А что им затевать-то! Бегают, играют. Стоя босиком на завалинке, встречают весну, тоже босиком и тоже на завалинке провожают осенние дни, и с первого весеннего насморка до последней предзимней ангины чутурские ребята бегают, играют. Возятся с ними дедушки да бабушки. Родители редко их видят. Мамы возвращаются с поля усталыми, гладят по макушке, совершенно не вникая в глубокий смысл их детского лепета. Отцы начинают их замечать, только когда они, достигнув лет шести, рвутся к ним в помощники. До тех пор они их почти не видят. Только изредка властно прикрикнут, чтобы не забывались:

- Что вы там, черти, затеяли? Вот я вас прутиком...

А что им затевать-то! Балуются, ибо справедливости ради нужно сказать, что маленькие чутуряне отчаянны в своих играх, как и их родители, когда выходят в поле и засучивают рукава. Острые детские глазки, разглядывая окружающий мир, ловко превращают все, что они видели, в детские игры. Иногда кажется им, что они устроили свою маленькую деревушку, свою собственную Чутурку. В этой деревушке случается всякое, как и в заправдашней деревне.
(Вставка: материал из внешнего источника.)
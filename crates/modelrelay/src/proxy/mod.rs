pub mod upstream;

pub use upstream::{ClientRequest, RelayError, UpstreamClient, build_consume_log, relay};

#[cfg(test)]
#[path = "proxy_tests.rs"]
mod tests;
Люди ссорятся и бегают, чтобы их примирили, устраивают гулянки, убирают хлеб, молятся о дождях, крестят свое потомство, женят, хоронят, когда настает время, и плачут над их могилами теми же крупными, горячими слезами, потому что горе в этой крохотной деревушке такое же труднопереживаемое человеческое горе.
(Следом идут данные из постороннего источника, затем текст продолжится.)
pub mod from_completions {
	use super::*;
	use crate::http::Body;
	use crate::llm::types::completions;
	use crate::parse;
	use crate::parse::sse::{Event, OutFrame};
	use crate::telemetry::AsyncLog;

	/// Translate an OpenAI chat-completions request into a Gemini
	/// `generateContent` request. Remote images must be prefetched into
	/// `images`.
	pub fn translate(req: &completions::Request, images: &ImageSet) -> Result<Vec<u8>, AIError> {
		let model = req.model.as_deref().unwrap_or_default();
		let xlated = translate_internal(req, model, images)?;
		serde_json::to_vec(&xlated).map_err(AIError::RequestMarshal)
	}

	fn translate_internal(
		req: &completions::Request,
		model: &str,
		images: &ImageSet,
	) -> Result<gemini::Request, AIError> {
		let mut system_parts: Vec<gemini::Part> = Vec::new();
		let mut contents: Vec<gemini::Content> = Vec::new();
		// Assistant tool-call ids seen so far, so tool responses can recover
		// the function name Gemini keys on.
		let mut call_names: HashMap<String, String> = HashMap::new();

		for msg in &req.messages {
			match msg.role {
				completions::Role::System | completions::Role::Developer => {
					if let Some(content) = &msg.content {
						system_parts.push(gemini::Part::text(content.text()));
					}
				},
				completions::Role::User => {
					let mut parts = Vec::new();
					match &msg.content {
						Some(completions::MessageContent::Text(t)) => parts.push(gemini::Part::text(t.clone())),
						Some(completions::MessageContent::Parts(items)) => {
							for item in items {
								match item {
									completions::ContentPart::Text { text } => {
										parts.push(gemini::Part::text(text.clone()));
									},
									completions::ContentPart::ImageUrl { image_url } => {
										let blob = multimodal::resolve(&image_url.url, images)?;
										parts.push(gemini::Part {
											inline_data: Some(blob),
											..Default::default()
										});
									},
									completions::ContentPart::InputAudio { .. } => {},
								}
							}
						},
						None => {},
					}
					push_content(&mut contents, gemini::ROLE_USER, parts);
				},
				completions::Role::Assistant => {
					let mut parts = Vec::new();
					if let Some(reasoning) = &msg.reasoning_content {
						parts.push(gemini::Part {
							text: Some(reasoning.clone()),
							thought: true,
							thought_signature: msg
								.extra_content
								.as_ref()
								.and_then(|e| e.get("thoughtSignature"))
								.and_then(|v| v.as_str())
								.map(|s| s.to_string()),
							..Default::default()
						});
					}
					if let Some(content) = &msg.content {
						let text = content.text();
						if !text.is_empty() {
							parts.push(gemini::Part::text(text));
						}
					}
					for tc in &msg.tool_calls {
						call_names.insert(tc.id.clone(), tc.function.name.clone());
						parts.push(gemini::Part {
							function_call: Some(gemini::FunctionCall {
								name: tc.function.name.clone(),
								args: parse_args_value(&tc.function.arguments),
							}),
							..Default::default()
						});
					}
					push_content(&mut contents, gemini::ROLE_MODEL, parts);
				},
				completions::Role::Tool => {
					// Gemini has no tool role; function responses ride inside a
					// user-role content.
					let name = msg
						.tool_call_id
						.as_ref()
						.and_then(|id| call_names.get(id).cloned())
						.or_else(|| msg.name.clone())
						.unwrap_or_else(|| "tool".to_string());
					let output = msg
						.content
						.as_ref()
						.map(|c| c.text())
						.unwrap_or_default();
					let response = serde_json::from_str::<Value>(&output)
						.ok()
						.filter(|v| v.is_object())
						.unwrap_or_else(|| json!({"result": output}));
					let part = gemini::Part {
						function_response: Some(gemini::FunctionResponse { name, response }),
						..Default::default()
					};
					push_content(&mut contents, gemini::ROLE_USER, vec![part]);
				},
			}
		}

		let tools = req.tools.as_ref().map(|tools| {
			vec![gemini::Tool {
				function_declarations: Some(
					tools
						.iter()
						.map(|t| gemini::FunctionDeclaration {
							name: t.function.name.clone(),
							description: t.function.description.clone(),
							parameters: t.function.parameters.as_ref().map(schema::clean_for_gemini),
						})
						.collect(),
				),
				rest: Value::Null,
			}]
		});

		let tool_config = req.tool_choice.as_ref().map(|choice| match choice {
			completions::ToolChoice::Mode(mode) => {
				let mode = match mode.as_str() {
					"none" => "NONE",
					"required" => "ANY",
					_ => "AUTO",
				};
				json!({"functionCallingConfig": {"mode": mode}})
			},
			completions::ToolChoice::Named { function, .. } => json!({
				"functionCallingConfig": {
					"mode": "ANY",
					"allowedFunctionNames": [function.name],
				},
			}),
		});

		let (response_mime_type, response_schema) = match &req.response_format {
			Some(rf) => match rf.kind.as_str() {
				"json_object" => (Some("application/json".to_string()), None),
				"json_schema" => (
					Some("application/json".to_string()),
					rf.json_schema
						.as_ref()
						.and_then(|s| s.schema.as_ref())
						.map(schema::clean_for_gemini),
				),
				"text" => (Some("text/plain".to_string()), None),
				_ => (None, None),
			},
			None => (None, None),
		};

		let thinking_config = match &req.thinking {
			Some(completions::ThinkingConfig::Enabled { budget_tokens }) => Some(gemini::ThinkingConfig {
				include_thoughts: true,
				thinking_budget: *budget_tokens,
			}),
			Some(completions::ThinkingConfig::Disabled {}) => None,
			None => thinking_default(model).then(|| gemini::ThinkingConfig {
				include_thoughts: true,
				thinking_budget: None,
			}),
		};

		let stop_sequences = match &req.stop {
			Some(Value::String(s)) => vec![s.clone()],
			Some(Value::Array(items)) => items
				.iter()
				.filter_map(|v| v.as_str().map(|s| s.to_string()))
				.collect(),
			_ => Vec::new(),
		};

		Ok(gemini::Request {
			contents,
			system_instruction: (!system_parts.is_empty()).then(|| gemini::Content {
				role: Some(gemini::ROLE_USER.to_string()),
				parts: system_parts,
			}),
			tools: tools.unwrap_or_default(),
			tool_config,
			safety_settings: gemini::default_safety_settings(gemini::DEFAULT_SAFETY_THRESHOLD),
			generation_config: Some(gemini::GenerationConfig {
				temperature: req.temperature,
				top_p: req.top_p,
				max_output_tokens: req.output_cap(),
				stop_sequences,
				response_mime_type,
				response_schema,
				thinking_config,
				rest: Value::Null,
			}),
			rest: Value::Null,
		})
	}

	/// Translate a Gemini response into an OpenAI chat completion.
	pub fn translate_response(bytes: &Bytes, model: &str) -> Result<Vec<u8>, AIError> {
		let resp =
			serde_json::from_slice::<gemini::Response>(bytes).map_err(AIError::ResponseParsing)?;
		let openai = translate_response_internal(&resp, model);
		serde_json::to_vec(&openai).map_err(AIError::ResponseMarshal)
	}

	fn translate_response_internal(resp: &gemini::Response, model: &str) -> completions::Response {
		let mut choices = Vec::new();
		for (i, candidate) in resp.candidates.iter().enumerate() {
			let mut texts: Vec<String> = Vec::new();
			let mut image_parts: Vec<completions::ContentPart> = Vec::new();
			let mut reasoning: Option<String> = None;
			let mut signature: Option<String> = None;
			let mut tool_calls: Vec<completions::ToolCall> = Vec::new();
			if let Some(content) = &candidate.content {
				for part in &content.parts {
					if let Some(text) = &part.text {
						if part.thought {
							match &mut reasoning {
								Some(r) => r.push_str(text),
								None => reasoning = Some(text.clone()),
							}
							if signature.is_none() {
								signature = part.thought_signature.clone();
							}
						} else {
							texts.push(text.clone());
						}
					}
					if let Some(fc) = &part.function_call {
						tool_calls.push(completions::ToolCall {
							id: ids::new_call_id(),
							kind: "function".to_string(),
							function: completions::FunctionCall {
								name: fc.name.clone(),
								arguments: fc.args.to_string(),
							},
						});
					}
					if let Some(blob) = &part.inline_data {
						image_parts.push(completions::ContentPart::ImageUrl {
							image_url: completions::ImageUrl {
								url: format!("data:{};base64,{}", blob.mime_type, blob.data),
								detail: None,
							},
						});
					}
				}
			}
			// Inline data forces the list form of content; plain text joins
			// into a single string.
			let content = if !image_parts.is_empty() {
				let mut parts: Vec<completions::ContentPart> = texts
					.into_iter()
					.map(|text| completions::ContentPart::Text { text })
					.collect();
				parts.extend(image_parts);
				Some(completions::MessageContent::Parts(parts))
			} else if !texts.is_empty() {
				Some(completions::MessageContent::Text(texts.join("")))
			} else {
				None
			};
			let finish_reason = if !tool_calls.is_empty() {
				Some(completions::FinishReason::ToolCalls)
			} else {
				candidate
					.finish_reason
					.as_deref()
					.map(finish_reason_to_openai)
			};
			choices.push(completions::Choice {
				index: candidate.index.unwrap_or(i as u32),
				message: completions::ResponseMessage {
					role: completions::Role::Assistant,
					content,
					reasoning_content: reasoning,
					signature,
					tool_calls,
				},
				finish_reason,
			});
		}
		completions::Response {
			id: ids::new_completion_id(),
			object: completions::OBJECT_COMPLETION.to_string(),
			created: Utc::now().timestamp(),
			model: resp
				.model_version
				.clone()
				.unwrap_or_else(|| model.to_string()),
			choices,
			usage: resp
				.usage_metadata
				.as_ref()
				.map(|u| completions::Usage::from_billing(&u.to_billing())),
			rest: Value::Null,
		}
	}

	pub fn translate_error(bytes: &Bytes) -> Result<Bytes, AIError> {
		let res =
			serde_json::from_slice::<gemini::ErrorResponse>(bytes).map_err(AIError::ResponseParsing)?;
		let m = completions::ErrorResponse {
			error: completions::ErrorDetail {
				message: res.error.message,
				kind: "upstream_error".to_string(),
				param: None,
				code: Some(json!(res.error.code)),
			},
		};
		Ok(Bytes::from(
			serde_json::to_vec(&m).map_err(AIError::ResponseMarshal)?,
		))
	}

	/// Gemini SSE to OpenAI chunk stream. Partial function-call arguments
	/// are buffered and flushed as one chunk when the candidate finishes;
	/// the final usage rides an empty chunk before `[DONE]`.
	pub fn translate_stream(
		b: Body,
		buffer_limit: usize,
		model: &str,
		log: AsyncLog<StreamInfo>,
	) -> Body {
		let id = ids::new_completion_id();
		let created = Utc::now().timestamp();
		let model = model.to_string();
		let mut buffer = ToolCallBuffer::default();
		let mut usage: Option<completions::Usage> = None;
		let mut sent_signature = false;
		parse::sse::json_transform_multi::<gemini::Response, _>(b, buffer_limit, move |ev| {
			let mk = |choices: Vec<completions::StreamChoice>,
			          usage: Option<completions::Usage>|
			 -> completions::StreamResponse {
				let mut r = completions::StreamResponse::new(&id, &model, created);
				r.choices = choices;
				r.usage = usage;
				r
			};
			match ev {
				Event::Data(Ok(resp)) => {
					if let Some(u) = &resp.usage_metadata {
						let billing = u.to_billing();
						usage = Some(completions::Usage::from_billing(&billing));
						log.non_atomic_mutate(|r| r.usage.supersede(billing));
					}
					if let Some(v) = &resp.model_version {
						let v = v.clone();
						log.non_atomic_mutate(|r| {
							r.provider_model.get_or_insert_with(|| relay_core::strng::new(&v));
						});
					}
					let mut out = Vec::new();
					for (i, candidate) in resp.candidates.iter().enumerate() {
						// Older upstreams echo empty candidates; drop them.
						if candidate.is_empty() {
							continue;
						}
						let choice_idx = candidate.index.unwrap_or(i as u32) as usize;
						let mut delta = completions::Delta::default();
						if let Some(content) = &candidate.content {
							for part in &content.parts {
								if let Some(text) = &part.text {
									if part.thought {
										match &mut delta.reasoning_content {
											Some(r) => r.push_str(text),
											None => delta.reasoning_content = Some(text.clone()),
										}
										if !sent_signature && part.thought_signature.is_some() {
											sent_signature = true;
											delta.signature = part.thought_signature.clone();
										}
									} else {
										match &mut delta.content {
											Some(c) => c.push_str(text),
											None => delta.content = Some(text.clone()),
										}
									}
								}
								if let Some(blob) = &part.inline_data {
									let url = format!("data:{};base64,{}", blob.mime_type, blob.data);
									match &mut delta.content {
										Some(c) => c.push_str(&url),
										None => delta.content = Some(url),
									}
								}
								if let Some(fc) = &part.function_call {
									buffer.push(choice_idx, fc);
								}
							}
						}
						if delta.content.is_some() || delta.reasoning_content.is_some() {
							if let Some(text) = &delta.content {
								let text = text.clone();
								log.non_atomic_mutate(|r| {
									r.saw_token();
									r.completion.push_str(&text);
								});
							} else {
								log.non_atomic_mutate(|r| r.saw_token());
							}
							out.push(OutFrame::data(&mk(
								vec![completions::StreamChoice {
									index: choice_idx as u32,
									delta,
									finish_reason: None,
								}],
								None,
							)));
						}
						if let Some(reason) = &candidate.finish_reason {
							let flushed = buffer.flush(choice_idx);
							let mut delta = completions::Delta::default();
							let finish = if flushed.is_empty() {
								finish_reason_to_openai(reason)
							} else {
								delta.tool_calls = flushed
									.into_iter()
									.map(|c| completions::DeltaToolCall {
										index: c.tool_index as u32,
										id: Some(ids::new_call_id()),
										kind: Some("function".to_string()),
										function: completions::DeltaFunction {
											name: Some(c.name),
											arguments: Some(c.args),
										},
									})
									.collect();
								completions::FinishReason::ToolCalls
							};
							out.push(OutFrame::data(&mk(
								vec![completions::StreamChoice {
									index: choice_idx as u32,
									delta,
									finish_reason: Some(finish),
								}],
								None,
							)));
						}
					}
					out
				},
				Event::Data(Err(_)) => Vec::new(),
				Event::Done => {
					let mut out = Vec::new();
					// A truncated upstream may never send finishReason; don't
					// lose buffered calls.
					if !buffer.is_empty() {
						let flushed = buffer.flush(0);
						if !flushed.is_empty() {
							let mut delta = completions::Delta::default();
							delta.tool_calls = flushed
								.into_iter()
								.map(|c| completions::DeltaToolCall {
									index: c.tool_index as u32,
									id: Some(ids::new_call_id()),
									kind: Some("function".to_string()),
									function: completions::DeltaFunction {
										name: Some(c.name),
										arguments: Some(c.args),
									},
								})
								.collect();
							out.push(OutFrame::data(&mk(
								vec![completions::StreamChoice {
									index: 0,
									delta,
									finish_reason: Some(completions::FinishReason::ToolCalls),
								}],
								None,
							)));
						}
					}
					out.push(OutFrame::data(&mk(Vec::new(), usage.take())));
					out.push(OutFrame::done());
					out
				},
			}
		})
	}
}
А как-то летом, во время жатвы, оставшись одни в деревне и не зная, во что бы им еще поиграть, исчезли маленькие чутуряне. Вдруг ни с того ни с сего добрая половина детворы исчезла. Поздно вечером, вернувшись с поля, чутуряне бросились их разыскивать: не то у бабушек застряли, не то уснули в саду, а могло случиться, что нарочно спрятались, хотят подразнить кого-то ночь настала, а их нету.